Об этой повести писать трудно, почти невозможно. Так же, как и о самом Бунине. Он так богат, так щедр, так многообразен, так беспощадно и точно видит любого человека, от господина из Сан-Франциско до плотника Аверкия, видит каждый жест и каждое душевное движение, так удивительно ясно, одновременно строго и нежно говорит о природе, неотделимой от течения человеческих дней, что писать об этом, как говорится, «из вторых рук» бесполезно и почти бессмысленно.
Бунина надо читать, читать самому и навсегда отказаться от жалких попыток рассказывать не бунинскими, обыденными словами о том, что написано им с классической силой и четкостью.
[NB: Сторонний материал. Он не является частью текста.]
use jiff::civil::date;
use odonto_core::installments::{
    InterestRates, PaymentMethod, QuoteError, QuoteRequest, amortized_payment, quote, schedule,
};
use odonto_core::money::round_cents;

fn request(total: f64, down_payment: f64, installments: u32, method: PaymentMethod) -> QuoteRequest {
    QuoteRequest {
        total,
        down_payment,
        installments,
        method,
    }
}

#[test]
fn single_installment_is_remaining_principal_for_every_method() {
    let rates = InterestRates::default();
    for method in [
        PaymentMethod::Boleto,
        PaymentMethod::Card,
        PaymentMethod::Pix,
        PaymentMethod::Cash,
    ] {
        let q = quote(&request(1000.0, 200.0, 1, method), &rates).unwrap();
        assert_eq!(q.installment_amount, 800.0, "{method:?}");
        assert_eq!(q.monthly_rate, 0.0);
        assert_eq!(q.total_payable, 1000.0);
        assert_eq!(q.interest_amount, 0.0);
    }
}

#[test]
fn zero_rate_divides_evenly() {
    let rates = InterestRates {
        boleto: 0.0,
        card: 0.0,
    };
    let q = quote(&request(1000.0, 100.0, 3, PaymentMethod::Card), &rates).unwrap();
    assert_eq!(q.installment_amount, 300.0);
    assert_eq!(q.total_payable, 1000.0);
    assert!(!q.is_amortized());
}

#[test]
fn methods_without_rate_divide_evenly() {
    let q = quote(
        &request(1200.0, 0.0, 6, PaymentMethod::Pix),
        &InterestRates::default(),
    )
    .unwrap();
    assert_eq!(q.installment_amount, 200.0);
    assert_eq!(q.interest_amount, 0.0);
}

#[test]
fn positive_rate_increases_total_paid() {
    let rates = InterestRates::default();
    for n in 2..=24 {
        let q = quote(&request(1500.0, 300.0, n, PaymentMethod::Card), &rates).unwrap();
        assert!(
            f64::from(n) * q.installment_amount > q.financed,
            "n={n}: {} * {} <= {}",
            n,
            q.installment_amount,
            q.financed
        );
        assert!(q.interest_amount > 0.0);
    }
}

#[test]
fn boleto_example_from_the_price_table() {
    let q = quote(
        &request(1000.0, 200.0, 4, PaymentMethod::Boleto),
        &InterestRates::default(),
    )
    .unwrap();
    assert_eq!(q.financed, 800.0);
    assert_eq!(q.monthly_rate, 0.015);
    assert_eq!(q.installment_amount, 207.56);
    assert_eq!(q.total_payable, 1030.24);
    assert_eq!(q.interest_amount, 30.24);
}

#[test]
fn amortized_payment_matches_formula() {
    let r: f64 = 0.025;
    let growth = (1.0 + r).powi(10);
    let expected = 5000.0 * (r * growth) / (growth - 1.0);
    assert!((amortized_payment(5000.0, r, 10) - expected).abs() < 1e-9);
    assert_eq!(amortized_payment(900.0, 0.0, 3), 300.0);
}

#[test]
fn rejects_zero_installments() {
    let err = quote(
        &request(1000.0, 0.0, 0, PaymentMethod::Boleto),
        &InterestRates::default(),
    )
    .unwrap_err();
    assert_eq!(err, QuoteError::InstallmentCount(0));
    assert_eq!(err.field(), "installments");
}

#[test]
fn rejects_down_payment_above_total() {
    let err = quote(
        &request(500.0, 600.0, 2, PaymentMethod::Cash),
        &InterestRates::default(),
    )
    .unwrap_err();
    assert!(matches!(err, QuoteError::DownPaymentExceedsTotal { .. }));
    assert!(err.user_message().contains("Entrada"));
}

#[test]
fn rejects_non_finite_amounts_and_negative_rates() {
    let rates = InterestRates::default();
    assert!(matches!(
        quote(&request(f64::NAN, 0.0, 2, PaymentMethod::Cash), &rates),
        Err(QuoteError::InvalidAmount { field: "total" })
    ));
    assert!(matches!(
        quote(&request(100.0, -1.0, 2, PaymentMethod::Cash), &rates),
        Err(QuoteError::InvalidAmount {
            field: "down_payment"
        })
    ));
    let negative = InterestRates {
        boleto: -0.01,
        card: 0.02,
    };
    assert!(matches!(
        quote(&request(100.0, 0.0, 2, PaymentMethod::Boleto), &negative),
        Err(QuoteError::InvalidRate(_))
    ));
}

#[test]
fn schedule_absorbs_rounding_in_last_installment() {
    let q = quote(
        &request(100.0, 0.0, 3, PaymentMethod::Cash),
        &InterestRates::default(),
    )
    .unwrap();
    let rows = schedule(&q, date(2025, 3, 10)).unwrap();
    let amounts: Vec<f64> = rows.iter().map(|r| r.amount).collect();
    assert_eq!(amounts, vec![33.33, 33.33, 33.34]);
    assert_eq!(round_cents(amounts.iter().sum()), 100.0);
    assert_eq!(q.total_payable, 100.0);
}

#[test]
fn amortized_schedule_sums_to_total_payable_minus_down_payment() {
    let q = quote(
        &request(2350.0, 350.0, 7, PaymentMethod::Card),
        &InterestRates::default(),
    )
    .unwrap();
    let rows = schedule(&q, date(2025, 1, 5)).unwrap();
    assert_eq!(rows.len(), 7);
    let sum = round_cents(rows.iter().map(|r| r.amount).sum());
    assert_eq!(sum, round_cents(q.total_payable - q.down_payment));
}

#[test]
fn due_dates_advance_monthly_and_clamp_month_end() {
    let q = quote(
        &request(400.0, 0.0, 4, PaymentMethod::Pix),
        &InterestRates::default(),
    )
    .unwrap();
    let rows = schedule(&q, date(2024, 1, 31)).unwrap();
    let due: Vec<_> = rows.iter().map(|r| r.due_date).collect();
    assert_eq!(
        due,
        vec![
            date(2024, 1, 31),
            date(2024, 2, 29),
            date(2024, 3, 31),
            date(2024, 4, 30),
        ]
    );
    assert_eq!(rows[0].number, 1);
    assert_eq!(rows[3].number, 4);
}

#[test]
fn rates_too_small_to_compound_divide_evenly() {
    let rates = InterestRates {
        boleto: 1e-17,
        card: 1e-12,
    };
    for method in [PaymentMethod::Boleto, PaymentMethod::Card] {
        let q = quote(&request(1000.0, 0.0, 4, method), &rates).unwrap();
        assert_eq!(q.installment_amount, 250.0, "{method:?}");
        assert_eq!(q.total_payable, 1000.0);
        assert_eq!(q.monthly_rate, 0.0);
        assert!(serde_json::to_value(q).unwrap()["installment_amount"].is_number());
    }
    assert_eq!(amortized_payment(1000.0, 1e-17, 4), 250.0);
}

#[test]
fn every_quote_is_finite_across_rates_and_counts() {
    for rate in [1e-300, 1e-17, 1e-12, 1e-9, 1e-6, 0.015, 0.5, 0.99] {
        let rates = InterestRates {
            boleto: rate,
            card: rate,
        };
        for n in [2, 12, 60, 120] {
            let q = quote(&request(3000.0, 0.0, n, PaymentMethod::Boleto), &rates).unwrap();
            assert!(q.installment_amount.is_finite(), "r={rate} n={n}");
            assert!(q.total_payable.is_finite(), "r={rate} n={n}");
            assert!(q.total_payable >= q.total, "r={rate} n={n}");
        }
    }
}

#[test]
fn last_installment_is_never_below_the_others_for_small_totals() {
    let rates = InterestRates::default();
    for cents in 1..=6000u32 {
        let total = f64::from(cents) / 100.0;
        for n in [2, 3, 4, 7, 12, 60, 115, 120] {
            let Ok(q) = quote(&request(total, 0.0, n, PaymentMethod::Pix), &rates) else {
                assert!(f64::from(n) > f64::from(cents), "total={total} n={n}");
                continue;
            };
            let rows = schedule(&q, date(2025, 1, 10)).unwrap();
            let last = rows[rows.len() - 1].amount;
            assert!(last >= q.installment_amount, "total={total} n={n} last={last}");
            assert_eq!(
                round_cents(rows.iter().map(|r| r.amount).sum()),
                total,
                "total={total} n={n}"
            );
        }
    }
}

#[test]
fn rejects_splits_below_one_cent() {
    let err = quote(
        &request(0.02, 0.0, 4, PaymentMethod::Pix),
        &InterestRates::default(),
    )
    .unwrap_err();
    assert_eq!(
        err,
        QuoteError::FinancedTooSmall {
            financed: 0.02,
            installments: 4
        }
    );
    assert_eq!(err.field(), "installments");
}
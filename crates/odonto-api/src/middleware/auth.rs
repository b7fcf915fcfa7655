use axum::extract::{Request, State};
use axum::http::header::AUTHORIZATION;
use axum::http::HeaderMap;
use axum::middleware::Next;
use axum::response::Response;
use uuid::Uuid;

use odonto_core::messages;

use crate::error::ApiError;
use crate::state::AppState;

/// Authenticated clinic extracted from a verified JWT.
#[derive(Clone, Debug)]
pub struct AuthUser {
    /// The Cognito `sub`; every stored object is scoped by it.
    pub clinic_id: Uuid,
    pub email: Option<String>,
}

/// The raw token from `Authorization: Bearer <token>`.
pub fn bearer_token(headers: &HeaderMap) -> Option<&str> {
    headers
        .get(AUTHORIZATION)
        .and_then(|v| v.to_str().ok())
        .and_then(|v| v.strip_prefix("Bearer "))
        .map(str::trim)
        .filter(|t| !t.is_empty())
}

/// JWT validation middleware.
///
/// Validates the bearer token against the user pool keys. On success, inserts
/// `AuthUser` into request extensions for handlers to use.
pub async fn require_auth(
    State(state): State<AppState>,
    mut req: Request,
    next: Next,
) -> Result<Response, ApiError> {
    let token = bearer_token(req.headers())
        .ok_or_else(|| ApiError::Unauthorized(messages::UNAUTHORIZED.to_string()))?;

    let claims = state.verifier.verify(token).map_err(|e| {
        tracing::info!(error = %e, "rejected bearer token");
        ApiError::Unauthorized(messages::UNAUTHORIZED.to_string())
    })?;
    let clinic_id = claims.clinic_id()?;

    let user = AuthUser {
        clinic_id,
        email: claims.email,
    };
    req.extensions_mut().insert(user.clone());

    let mut response = next.run(req).await;
    // Read back by the audit log, which runs outside this layer.
    response.extensions_mut().insert(user);
    Ok(response)
}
Нельзя рассказать своими словами «Ненастный день потух» Пушкина, «Над вечным покоем» Левитана или «По синим волнам океана» Лермонтова. Это так же бесполезно, как поверять сухой алгеброй гармонии Моцарта и всех великих композиторов от XIV века до Стравинского.
Поэтому я не буду делать попыток, заранее обреченных на неудачу, пересказывать Бунина и толковать его вещи применительно к «злобе дня». «Злоба дня» не может существовать без тесной связи со всем, что предшествовало нашему времени и что в какой-то мере его определило.